> _TASK TO CARRY OUT_
Which lines below contain "site"? Copy every one of them.

DATA IN THIS EXERCISE below:

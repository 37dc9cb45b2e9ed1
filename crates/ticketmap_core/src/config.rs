use std::env;
use std::fmt;
use std::fs;
use std::path::{Path, PathBuf};

use reqwest::Url;
use serde::{Deserialize, Serialize};

use crate::error::ConfigError;

pub const DEFAULT_USER_AGENT: &str = "ticketmap/0.1";
pub const DEFAULT_TIMEOUT_MS: u64 = 30_000;
pub const DEFAULT_OUTPUT_PATH: &str = "_build/comments.json";
pub const DEFAULT_CONFIG_PATH: &str = ".ticketmap/config.toml";

/// Environment variables consulted for the tracker token, in order.
pub const CREDENTIAL_VARS: [&str; 2] = ["SRHT_TOKEN", "srauth"];

#[derive(Debug, Clone, Deserialize, Serialize, Default, PartialEq, Eq)]
pub struct TicketmapConfig {
    #[serde(default)]
    pub tracker: TrackerSection,
    #[serde(default)]
    pub output: OutputSection,
}

#[derive(Debug, Clone, Deserialize, Serialize, Default, PartialEq, Eq)]
pub struct TrackerSection {
    pub api_url: Option<String>,
    pub user_agent: Option<String>,
    pub timeout_ms: Option<u64>,
}

#[derive(Debug, Clone, Deserialize, Serialize, Default, PartialEq, Eq)]
pub struct OutputSection {
    pub path: Option<PathBuf>,
    pub pretty: Option<bool>,
}

#[derive(Debug, Clone, Copy, PartialEq, Eq)]
pub enum ValueSource {
    Flag,
    Env,
    Config,
    Default,
}

impl ValueSource {
    pub fn as_str(self) -> &'static str {
        match self {
            Self::Flag => "flag",
            Self::Env => "env",
            Self::Config => "config",
            Self::Default => "default",
        }
    }
}

/// Values given on the command line; they win over env and config.
#[derive(Debug, Clone, Default)]
pub struct SettingsOverrides {
    pub api_url: Option<String>,
    pub output_path: Option<PathBuf>,
    pub pretty: Option<bool>,
}

#[derive(Debug, Clone)]
pub struct TrackerSettings {
    pub api_url: Url,
    pub api_url_source: ValueSource,
    pub user_agent: String,
    pub timeout_ms: u64,
}

#[derive(Debug, Clone)]
pub struct OutputSettings {
    pub path: PathBuf,
    pub path_source: ValueSource,
    pub pretty: bool,
}

#[derive(Debug, Clone)]
pub struct ResolvedSettings {
    pub tracker: TrackerSettings,
    pub output: OutputSettings,
}

impl ResolvedSettings {
    pub fn diagnostics(&self) -> String {
        format!(
            "api_url={} ({})\nuser_agent={}\ntimeout_ms={}\noutput_path={} ({})\npretty={}",
            self.tracker.api_url,
            self.tracker.api_url_source.as_str(),
            self.tracker.user_agent,
            self.tracker.timeout_ms,
            self.output.path.to_string_lossy().replace('\\', "/"),
            self.output.path_source.as_str(),
            self.output.pretty,
        )
    }
}

/// Secret used for the `Authorization: token ...` header. Never printed.
#[derive(Clone, PartialEq, Eq)]
pub struct AccessToken {
    value: String,
    var: &'static str,
}

impl AccessToken {
    /// Name of the variable the token was read from.
    pub fn source_var(&self) -> &'static str {
        self.var
    }

    pub fn authorization_header(&self) -> String {
        format!("token {}", self.value)
    }
}

impl fmt::Debug for AccessToken {
    fn fmt(&self, f: &mut fmt::Formatter<'_>) -> fmt::Result {
        f.debug_struct("AccessToken")
            .field("value", &"<redacted>")
            .field("var", &self.var)
            .finish()
    }
}

/// Load and parse a config file. Returns default if the file doesn't exist.
pub fn load_config(config_path: &Path) -> Result<TicketmapConfig, ConfigError> {
    if !config_path.exists() {
        return Ok(TicketmapConfig::default());
    }
    let content = fs::read_to_string(config_path).map_err(|source| ConfigError::Read {
        path: config_path.to_path_buf(),
        source,
    })?;
    toml::from_str(&content).map_err(|source| ConfigError::Parse {
        path: config_path.to_path_buf(),
        source,
    })
}

pub fn resolve_settings(
    config: &TicketmapConfig,
    overrides: &SettingsOverrides,
) -> Result<ResolvedSettings, ConfigError> {
    resolve_settings_with(config, overrides, |key| env::var(key).ok())
}

/// Resolve every setting: flag > env > config > default.
pub fn resolve_settings_with<F>(
    config: &TicketmapConfig,
    overrides: &SettingsOverrides,
    lookup: F,
) -> Result<ResolvedSettings, ConfigError>
where
    F: Fn(&str) -> Option<String>,
{
    let env_value = |key: &str| {
        lookup(key)
            .map(|value| value.trim().to_string())
            .filter(|value| !value.is_empty())
    };

    let (raw_api_url, api_url_source) = if let Some(value) = non_empty(overrides.api_url.as_deref())
    {
        (value, ValueSource::Flag)
    } else if let Some(value) = env_value("TICKETMAP_API_URL") {
        (value, ValueSource::Env)
    } else if let Some(value) = non_empty(config.tracker.api_url.as_deref()) {
        (value, ValueSource::Config)
    } else {
        return Err(ConfigError::MissingApiUrl);
    };
    let api_url = parse_api_url(&raw_api_url)?;

    let user_agent = env_value("TICKETMAP_USER_AGENT")
        .or_else(|| non_empty(config.tracker.user_agent.as_deref()))
        .unwrap_or_else(|| DEFAULT_USER_AGENT.to_string());

    let timeout_ms = match env_value("TICKETMAP_HTTP_TIMEOUT_MS") {
        Some(value) => value
            .parse::<u64>()
            .map_err(|_| ConfigError::InvalidValue {
                key: "TICKETMAP_HTTP_TIMEOUT_MS",
                value,
            })?,
        None => config.tracker.timeout_ms.unwrap_or(DEFAULT_TIMEOUT_MS),
    };
    if timeout_ms == 0 {
        return Err(ConfigError::InvalidValue {
            key: "timeout_ms",
            value: "0".to_string(),
        });
    }

    let (path, path_source) = if let Some(path) = &overrides.output_path {
        (path.clone(), ValueSource::Flag)
    } else if let Some(value) = env_value("TICKETMAP_OUTPUT") {
        (PathBuf::from(value), ValueSource::Env)
    } else if let Some(path) = &config.output.path {
        (path.clone(), ValueSource::Config)
    } else {
        (PathBuf::from(DEFAULT_OUTPUT_PATH), ValueSource::Default)
    };
    let pretty = overrides
        .pretty
        .or(config.output.pretty)
        .unwrap_or(false);

    Ok(ResolvedSettings {
        tracker: TrackerSettings {
            api_url,
            api_url_source,
            user_agent,
            timeout_ms,
        },
        output: OutputSettings {
            path,
            path_source,
            pretty,
        },
    })
}

pub fn resolve_credential() -> Result<AccessToken, ConfigError> {
    resolve_credential_with(|key| env::var(key).ok())
}

/// Read the tracker token from the first non-empty credential variable.
pub fn resolve_credential_with<F>(lookup: F) -> Result<AccessToken, ConfigError>
where
    F: Fn(&str) -> Option<String>,
{
    for var in CREDENTIAL_VARS {
        let Some(value) = lookup(var) else {
            continue;
        };
        let value = value.trim().to_string();
        if value.is_empty() {
            continue;
        }
        let token = AccessToken { value, var };
        if reqwest::header::HeaderValue::from_str(&token.authorization_header()).is_err() {
            return Err(ConfigError::InvalidCredential { var });
        }
        return Ok(token);
    }
    Err(ConfigError::MissingCredential {
        vars: CREDENTIAL_VARS.to_vec(),
    })
}

fn parse_api_url(value: &str) -> Result<Url, ConfigError> {
    let url = Url::parse(value).map_err(|error| ConfigError::InvalidApiUrl {
        value: value.to_string(),
        reason: error.to_string(),
    })?;
    if !matches!(url.scheme(), "http" | "https") || url.cannot_be_a_base() {
        return Err(ConfigError::InvalidApiUrl {
            value: value.to_string(),
            reason: "expected an http(s) base URL".to_string(),
        });
    }
    if url.query().is_some() {
        return Err(ConfigError::InvalidApiUrl {
            value: value.to_string(),
            reason: "base URL must not carry a query string".to_string(),
        });
    }
    Ok(url)
}

fn non_empty(value: Option<&str>) -> Option<String> {
    value
        .map(str::trim)
        .filter(|value| !value.is_empty())
        .map(ToString::to_string)
}

#[cfg(test)]
mod tests {
    use std::collections::BTreeMap;

    use super::*;
    use tempfile::tempdir;

    const TRACKER: &str = "https://todo.sr.ht/api/user/~shakna/trackers/shatterealm";

    fn lookup_from(pairs: &[(&str, &str)]) -> Box<dyn Fn(&str) -> Option<String>> {
        let map = pairs
            .iter()
            .map(|(key, value)| ((*key).to_string(), (*value).to_string()))
            .collect::<BTreeMap<_, _>>();
        Box::new(move |key| map.get(key).cloned())
    }

    fn config_with_url() -> TicketmapConfig {
        TicketmapConfig {
            tracker: TrackerSection {
                api_url: Some(TRACKER.to_string()),
                ..TrackerSection::default()
            },
            ..TicketmapConfig::default()
        }
    }

    #[test]
    fn load_config_returns_default_for_missing_file() {
        let config = load_config(Path::new("/nonexistent/config.toml")).expect("load config");
        assert_eq!(config, TicketmapConfig::default());
    }

    #[test]
    fn load_config_parses_sections() {
        let temp = tempdir().expect("tempdir");
        let config_path = temp.path().join("config.toml");
        fs::write(
            &config_path,
            r#"
[tracker]
api_url = "https://todo.sr.ht/api/user/~shakna/trackers/shatterealm"
user_agent = "test-agent/1.0"
timeout_ms = 5000

[output]
path = "site/comments.json"
pretty = true
"#,
        )
        .expect("write config");

        let config = load_config(&config_path).expect("load config");
        assert_eq!(config.tracker.api_url.as_deref(), Some(TRACKER));
        assert_eq!(config.tracker.user_agent.as_deref(), Some("test-agent/1.0"));
        assert_eq!(config.tracker.timeout_ms, Some(5000));
        assert_eq!(
            config.output.path.as_deref(),
            Some(Path::new("site/comments.json"))
        );
        assert_eq!(config.output.pretty, Some(true));
    }

    #[test]
    fn load_config_returns_error_for_invalid_toml() {
        let temp = tempdir().expect("tempdir");
        let config_path = temp.path().join("config.toml");
        fs::write(&config_path, "[tracker\napi_url = \"oops\"").expect("write config");
        let error = load_config(&config_path).expect_err("must fail");
        assert!(matches!(error, ConfigError::Parse { .. }));
        assert!(error.to_string().contains("failed to parse"));
    }

    #[test]
    fn settings_use_defaults_when_only_url_is_configured() {
        let settings = resolve_settings_with(
            &config_with_url(),
            &SettingsOverrides::default(),
            lookup_from(&[]),
        )
        .expect("resolve");
        assert_eq!(settings.tracker.api_url.as_str(), TRACKER);
        assert_eq!(settings.tracker.api_url_source, ValueSource::Config);
        assert_eq!(settings.tracker.user_agent, DEFAULT_USER_AGENT);
        assert_eq!(settings.tracker.timeout_ms, DEFAULT_TIMEOUT_MS);
        assert_eq!(settings.output.path, PathBuf::from(DEFAULT_OUTPUT_PATH));
        assert_eq!(settings.output.path_source, ValueSource::Default);
        assert!(!settings.output.pretty);
    }

    #[test]
    fn flag_beats_env_beats_config() {
        let lookup = lookup_from(&[
            ("TICKETMAP_API_URL", "https://env.example/api"),
            ("TICKETMAP_OUTPUT", "env/out.json"),
        ]);
        let from_env =
            resolve_settings_with(&config_with_url(), &SettingsOverrides::default(), &lookup)
                .expect("resolve");
        assert_eq!(from_env.tracker.api_url.as_str(), "https://env.example/api");
        assert_eq!(from_env.tracker.api_url_source, ValueSource::Env);
        assert_eq!(from_env.output.path, PathBuf::from("env/out.json"));

        let overrides = SettingsOverrides {
            api_url: Some("https://flag.example/api".to_string()),
            output_path: Some(PathBuf::from("flag.json")),
            pretty: Some(true),
        };
        let from_flag =
            resolve_settings_with(&config_with_url(), &overrides, &lookup).expect("resolve");
        assert_eq!(from_flag.tracker.api_url.as_str(), "https://flag.example/api");
        assert_eq!(from_flag.tracker.api_url_source, ValueSource::Flag);
        assert_eq!(from_flag.output.path_source, ValueSource::Flag);
        assert!(from_flag.output.pretty);
    }

    #[test]
    fn missing_api_url_is_a_config_error() {
        let error = resolve_settings_with(
            &TicketmapConfig::default(),
            &SettingsOverrides::default(),
            lookup_from(&[("TICKETMAP_API_URL", "   ")]),
        )
        .expect_err("must fail");
        assert!(matches!(error, ConfigError::MissingApiUrl));
    }

    #[test]
    fn non_http_api_url_is_rejected() {
        let overrides = SettingsOverrides {
            api_url: Some("mailto:someone@example.org".to_string()),
            ..SettingsOverrides::default()
        };
        let error = resolve_settings_with(&TicketmapConfig::default(), &overrides, lookup_from(&[]))
            .expect_err("must fail");
        assert!(matches!(error, ConfigError::InvalidApiUrl { .. }));
    }

    #[test]
    fn bad_timeout_is_rejected() {
        let error = resolve_settings_with(
            &config_with_url(),
            &SettingsOverrides::default(),
            lookup_from(&[("TICKETMAP_HTTP_TIMEOUT_MS", "soon")]),
        )
        .expect_err("must fail");
        assert!(error.to_string().contains("TICKETMAP_HTTP_TIMEOUT_MS"));
    }

    #[test]
    fn credential_prefers_srht_token_and_falls_back_to_legacy_var() {
        let token = resolve_credential_with(lookup_from(&[
            ("SRHT_TOKEN", "primary"),
            ("srauth", "legacy"),
        ]))
        .expect("token");
        assert_eq!(token.authorization_header(), "token primary");
        assert_eq!(token.source_var(), "SRHT_TOKEN");

        let token = resolve_credential_with(lookup_from(&[("SRHT_TOKEN", ""), ("srauth", " legacy ")]))
            .expect("token");
        assert_eq!(token.authorization_header(), "token legacy");
    }

    #[test]
    fn missing_credential_is_a_config_error() {
        let error = resolve_credential_with(lookup_from(&[])).expect_err("must fail");
        assert!(matches!(error, ConfigError::MissingCredential { .. }));
    }

    #[test]
    fn credential_with_control_characters_is_rejected() {
        let error =
            resolve_credential_with(lookup_from(&[("SRHT_TOKEN", "abc\ndef")])).expect_err("fail");
        assert!(matches!(
            error,
            ConfigError::InvalidCredential { var: "SRHT_TOKEN" }
        ));
    }

    #[test]
    fn access_token_debug_is_redacted() {
        let token = resolve_credential_with(lookup_from(&[("SRHT_TOKEN", "s3cret")])).expect("token");
        let rendered = format!("{token:?}");
        assert!(!rendered.contains("s3cret"));
        assert!(rendered.contains("<redacted>"));
    }
}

End of DATA IN THIS EXERCISE.

> _RESPONSE AREA_
path = "site/comments.json"
            Some(Path::new("site/comments.json"))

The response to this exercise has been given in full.